She is aware it would be a little trickier to implement than other potential solutions,
but the increase in implementation effort is very modest, and easily offset by the tremendous improvement in user experience.
She has even outlined a staged deployment strategy that allows it to ship incrementally, adding value and getting customer feedback earlier.
Excited, she presents her idea to the product team, only to hear engineering manager Bob dismiss it with “this is scope creep and way too much work, it’s not worth doing”.
However, what Bob is actually thinking is “this is a bad idea; any amount of work towards it is a waste”.
The design session is now derailed; instead of debating Alice’s idea on its merits, the discussion has shifted towards costing and/or reducing effort.
But this is a dead end because the amount of work was never the real problem.
In the end, Alice wants to be seen as a team player, so she backs off and concedes to Bob’s “simpler” idea, despite her worries that it is overfit to the very specific use case being discussed, and the product is now worse.
Arguing over effort feels safer and less confrontational than debating vision — but is often a proxy war.
Additionally, it is not productive.
If the idea is poor, effort is irrelevant.
And once we know an idea is good and believe it to our core, we have more incentive to figure out implementation,
which often proves to be easier than expected once properly investigated.
Explicitly fleshing out the Hovercar strips away the noise and brings clarity.
When we answer the questions above in order and reach consensus on the North Star before moving on to the compromises,
we know what is an actual design decision and what is a compromise driven by practical constraints.
Articulating these separately, allows us to discuss them separately.
It is very hard to evaluate tradeoffs collaboratively if you are not on the same page about what we are trading off and how much it’s worth.
You need both the cost and the benefit to do a cost-benefit analysis!
Additionally, fleshing the North Star out separately ensures that everyone is on the same page about what is being discussed.

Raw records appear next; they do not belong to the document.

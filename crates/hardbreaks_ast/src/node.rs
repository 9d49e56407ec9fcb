//! Node definition.
//!
//! The core tree node type used throughout hardbreaks.

use serde::{Deserialize, Serialize};
use serde_json::{Map, Value};

use crate::{NodeType, Position};

/// A node in an mdast-style tree.
///
/// A node with `children` is a parent, a node without is a leaf. Text-like
/// leaves carry a `value`. Any other field (`depth`, `lang`, `url`, ...)
/// is kept in `data` and serialized back at the top level, so a tree read
/// from JSON is written out unchanged apart from the transforms applied to
/// it.
///
/// # Example
///
/// ```rust
/// use hardbreaks_ast::{Node, NodeType};
///
/// let heading = Node::new_parent(NodeType::Heading, vec![Node::text("Title")])
///     .with_data("depth", 1);
///
/// let json = serde_json::to_value(&heading).unwrap();
/// assert_eq!(json["type"], "heading");
/// assert_eq!(json["depth"], 1);
/// assert_eq!(json["children"][0]["value"], "Title");
/// ```
#[derive(Debug, Clone, PartialEq, Serialize, Deserialize)]
pub struct Node {
    /// The type tag of this node.
    #[serde(rename = "type")]
    pub node_type: String,

    /// Text value (for literal nodes like text, inlineCode, code).
    #[serde(default, skip_serializing_if = "Option::is_none")]
    pub value: Option<String>,

    /// Child nodes (for parent nodes).
    #[serde(default, skip_serializing_if = "Option::is_none")]
    pub children: Option<Vec<Node>>,

    /// Source position, when the node came from a parser.
    ///
    /// Kept as raw JSON so that positions with extra keys or partial points
    /// survive a round trip; [`Node::position`] reads the typed form.
    #[serde(default, skip_serializing_if = "Option::is_none")]
    pub position: Option<Value>,

    /// Additional node-specific fields.
    #[serde(flatten)]
    pub data: Map<String, Value>,
}

impl Node {
    /// Creates a new parent node with children.
    pub fn new_parent(node_type: impl Into<String>, children: Vec<Node>) -> Self {
        Self {
            node_type: node_type.into(),
            value: None,
            children: Some(children),
            position: None,
            data: Map::new(),
        }
    }

    /// Creates a new literal node with a value.
    pub fn new_literal(node_type: impl Into<String>, value: impl Into<String>) -> Self {
        Self {
            node_type: node_type.into(),
            value: Some(value.into()),
            children: None,
            position: None,
            data: Map::new(),
        }
    }

    /// Creates a new leaf node (no children, no value).
    pub fn new_leaf(node_type: impl Into<String>) -> Self {
        Self {
            node_type: node_type.into(),
            value: None,
            children: None,
            position: None,
            data: Map::new(),
        }
    }

    /// Creates a `text` node.
    pub fn text(value: impl Into<String>) -> Self {
        Self::new_literal(NodeType::Text, value)
    }

    /// Sets an additional field.
    pub fn with_data(mut self, key: impl Into<String>, value: impl Into<Value>) -> Self {
        self.data.insert(key.into(), value.into());
        self
    }

    /// Sets the source position.
    pub fn with_position(mut self, position: Position) -> Self {
        self.position = serde_json::to_value(position).ok();
        self
    }

    /// Returns the source position, if present and in the unist shape.
    pub fn position(&self) -> Option<Position> {
        self.position
            .as_ref()
            .and_then(|p| Position::deserialize(p).ok())
    }

    /// Returns true if this node has the given type.
    #[inline]
    pub fn is(&self, node_type: impl AsRef<str>) -> bool {
        self.node_type == node_type.as_ref()
    }

    /// Returns true if this node is a parent (has a children list, even an empty one).
    #[inline]
    pub fn is_parent(&self) -> bool {
        self.children.is_some()
    }

    /// Returns true if this node has at least one child.
    #[inline]
    pub fn has_children(&self) -> bool {
        self.children.as_ref().is_some_and(|c| !c.is_empty())
    }

    /// Returns the text value of a literal node.
    #[inline]
    pub fn text_value(&self) -> Option<&str> {
        self.value.as_deref()
    }

    /// Returns the children, or an empty slice for leaves.
    #[inline]
    pub fn children(&self) -> &[Node] {
        self.children.as_deref().unwrap_or(&[])
    }

    /// Returns the children list for mutation, `None` for leaves.
    #[inline]
    pub fn children_mut(&mut self) -> Option<&mut Vec<Node>> {
        self.children.as_mut()
    }

    /// Looks up a field by its serialized name.
    ///
    /// `type`, `value` and `position` resolve to the typed fields, anything
    /// else to `data`. `children` never resolves: children are compared by
    /// identity in unist tests, so they cannot equal a given value.
    pub fn field(&self, key: &str) -> Option<Value> {
        match key {
            "type" => Some(Value::String(self.node_type.clone())),
            "value" => self.value.clone().map(Value::String),
            "position" => self.position.clone(),
            "children" => None,
            _ => self.data.get(key).cloned(),
        }
    }

    /// Concatenates the values of all literal descendants, in document order.
    pub fn to_plain_string(&self) -> String {
        let mut out = String::new();
        self.collect_text(&mut out);
        out
    }

    fn collect_text(&self, out: &mut String) {
        if let Some(value) = &self.value {
            out.push_str(value);
        }
        for child in self.children() {
            child.collect_text(out);
        }
    }
}
//! Markdown parser using markdown-rs (wooorm/markdown-rs).
//!
//! The `markdown` crate already produces mdast; this module converts its
//! typed nodes into the generic [`Node`] tree the transforms operate on.

use hardbreaks_ast::{Node, NodeType, Point, Position};
use markdown::mdast;
use markdown::{ParseOptions, to_mdast};
use serde_json::{Map, Value};

use crate::{ParseError, Parser};

/// Markdown parser implementation.
///
/// Uses `markdown-rs` with GFM enabled, which supports:
/// - CommonMark
/// - GFM tables, strikethrough, footnotes, task lists and autolinks
///
/// Line endings inside a paragraph stay in the text nodes, which is exactly
/// what the line-break rule works on.
pub struct MarkdownParser {
    options: ParseOptions,
}

impl MarkdownParser {
    /// Creates a new Markdown parser with GFM options.
    pub fn new() -> Self {
        Self {
            options: ParseOptions::gfm(),
        }
    }

    /// Creates a parser with plain CommonMark options.
    pub fn commonmark() -> Self {
        Self {
            options: ParseOptions::default(),
        }
    }

    /// Converts an mdast node to a generic node.
    fn convert_node(&self, node: &mdast::Node) -> Node {
        let node_type = Self::type_name(node);

        let mut converted = match (node.children(), Self::literal_value(node)) {
            (Some(children), _) => Node::new_parent(node_type, self.convert_children(children)),
            (None, Some(value)) => Node::new_literal(node_type, value),
            (None, None) => Node::new_leaf(node_type),
        };

        if let Some(position) = node.position() {
            converted = converted.with_position(Self::convert_position(position));
        }
        Self::copy_fields(node, &mut converted.data);

        converted
    }

    /// Converts a list of mdast children.
    fn convert_children(&self, children: &[mdast::Node]) -> Vec<Node> {
        children
            .iter()
            .map(|child| self.convert_node(child))
            .collect()
    }

    /// Returns the mdast type name of a node.
    fn type_name(node: &mdast::Node) -> &'static str {
        use mdast::Node as M;

        match node {
            M::Root(_) => NodeType::Root.as_str(),
            M::Paragraph(_) => NodeType::Paragraph.as_str(),
            M::Heading(_) => NodeType::Heading.as_str(),
            M::Blockquote(_) => NodeType::Blockquote.as_str(),
            M::List(_) => NodeType::List.as_str(),
            M::ListItem(_) => NodeType::ListItem.as_str(),
            M::Code(_) => NodeType::Code.as_str(),
            M::ThematicBreak(_) => NodeType::ThematicBreak.as_str(),
            M::Html(_) => NodeType::Html.as_str(),
            M::Definition(_) => NodeType::Definition.as_str(),
            M::Text(_) => NodeType::Text.as_str(),
            M::Break(_) => NodeType::Break.as_str(),
            M::Emphasis(_) => NodeType::Emphasis.as_str(),
            M::Strong(_) => NodeType::Strong.as_str(),
            M::Delete(_) => NodeType::Delete.as_str(),
            M::InlineCode(_) => NodeType::InlineCode.as_str(),
            M::Link(_) => NodeType::Link.as_str(),
            M::Image(_) => NodeType::Image.as_str(),
            M::LinkReference(_) => NodeType::LinkReference.as_str(),
            M::ImageReference(_) => NodeType::ImageReference.as_str(),
            M::Table(_) => NodeType::Table.as_str(),
            M::TableRow(_) => NodeType::TableRow.as_str(),
            M::TableCell(_) => NodeType::TableCell.as_str(),
            M::FootnoteDefinition(_) => NodeType::FootnoteDefinition.as_str(),
            M::FootnoteReference(_) => NodeType::FootnoteReference.as_str(),
            M::Yaml(_) => NodeType::Yaml.as_str(),
            M::Toml(_) => "toml",
            M::Math(_) => "math",
            M::InlineMath(_) => "inlineMath",
            M::MdxjsEsm(_) => "mdxjsEsm",
            M::MdxFlowExpression(_) => "mdxFlowExpression",
            M::MdxTextExpression(_) => "mdxTextExpression",
            M::MdxJsxFlowElement(_) => "mdxJsxFlowElement",
            M::MdxJsxTextElement(_) => "mdxJsxTextElement",
        }
    }

    /// Returns the literal value of text-like nodes.
    fn literal_value(node: &mdast::Node) -> Option<&str> {
        use mdast::Node as M;

        match node {
            M::Text(n) => Some(&n.value),
            M::InlineCode(n) => Some(&n.value),
            M::Code(n) => Some(&n.value),
            M::Html(n) => Some(&n.value),
            M::Yaml(n) => Some(&n.value),
            M::Toml(n) => Some(&n.value),
            M::Math(n) => Some(&n.value),
            M::InlineMath(n) => Some(&n.value),
            M::MdxjsEsm(n) => Some(&n.value),
            M::MdxFlowExpression(n) => Some(&n.value),
            M::MdxTextExpression(n) => Some(&n.value),
            _ => None,
        }
    }

    /// Copies the scalar attributes of a node into its extra fields.
    fn copy_fields(node: &mdast::Node, data: &mut Map<String, Value>) {
        use mdast::Node as M;

        fn put(data: &mut Map<String, Value>, key: &str, value: impl Into<Value>) {
            data.insert(key.to_string(), value.into());
        }

        fn put_opt(data: &mut Map<String, Value>, key: &str, value: Option<&String>) {
            if let Some(value) = value {
                put(data, key, value.as_str());
            }
        }

        match node {
            M::Heading(heading) => put(data, "depth", heading.depth),
            M::List(list) => {
                put(data, "ordered", list.ordered);
                put(data, "spread", list.spread);
                if let Some(start) = list.start {
                    put(data, "start", start);
                }
            }
            M::ListItem(item) => {
                put(data, "spread", item.spread);
                if let Some(checked) = item.checked {
                    put(data, "checked", checked);
                }
            }
            M::Code(code) => {
                put_opt(data, "lang", code.lang.as_ref());
                put_opt(data, "meta", code.meta.as_ref());
            }
            M::Math(math) => put_opt(data, "meta", math.meta.as_ref()),
            M::Link(link) => {
                put(data, "url", link.url.as_str());
                put_opt(data, "title", link.title.as_ref());
            }
            M::Image(image) => {
                put(data, "url", image.url.as_str());
                put(data, "alt", image.alt.as_str());
                put_opt(data, "title", image.title.as_ref());
            }
            M::Definition(def) => {
                put(data, "identifier", def.identifier.as_str());
                put(data, "url", def.url.as_str());
                put_opt(data, "title", def.title.as_ref());
                put_opt(data, "label", def.label.as_ref());
            }
            M::LinkReference(reference) => {
                put(data, "identifier", reference.identifier.as_str());
                put_opt(data, "label", reference.label.as_ref());
            }
            M::ImageReference(reference) => {
                put(data, "identifier", reference.identifier.as_str());
                put(data, "alt", reference.alt.as_str());
                put_opt(data, "label", reference.label.as_ref());
            }
            M::FootnoteDefinition(def) => {
                put(data, "identifier", def.identifier.as_str());
                put_opt(data, "label", def.label.as_ref());
            }
            M::FootnoteReference(reference) => {
                put(data, "identifier", reference.identifier.as_str());
                put_opt(data, "label", reference.label.as_ref());
            }
            _ => {}
        }
    }

    fn convert_position(position: &markdown::unist::Position) -> Position {
        Position::new(
            Point::new(
                position.start.line,
                position.start.column,
                position.start.offset,
            ),
            Point::new(position.end.line, position.end.column, position.end.offset),
        )
    }
}

impl Default for MarkdownParser {
    fn default() -> Self {
        Self::new()
    }
}

impl Parser for MarkdownParser {
    fn name(&self) -> &str {
        "markdown"
    }

    fn extensions(&self) -> &[&str] {
        &["md", "markdown", "mdown", "mkdn", "mkd"]
    }

    fn parse(&self, source: &str) -> Result<Node, ParseError> {
        let mdast =
            to_mdast(source, &self.options).map_err(|e| ParseError::invalid_source(e.to_string()))?;

        Ok(self.convert_node(&mdast))
    }
}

All too often have I seen early design sessions where one person is discussing the skateboard,
another the bicycle, and a third one the hovercar,
no-one realizing that the reason they can’t reach consensus is that they are designing different things.
Conventional wisdom is that we strip down the North Star to an MVP, ship that, then iterate based on user input.
With that process, our actual vision never really gets evaluated and by the time we get to it, it has already changed tremendously.
But did you know you can actually get input from real users without writing a single line of code?
Believe it or not, you don’t need to wait until a UI is prototyped to user test it.
You can even user test a low-fi paper prototype or even a wireframe.
This is widely known in usability circles, yet somehow entirely unheard of outside the field.
The user tells you where they would click or tap on every step, and you mock the UI’s response by physically manipulating the prototype or showing them a wireframe of the next stage.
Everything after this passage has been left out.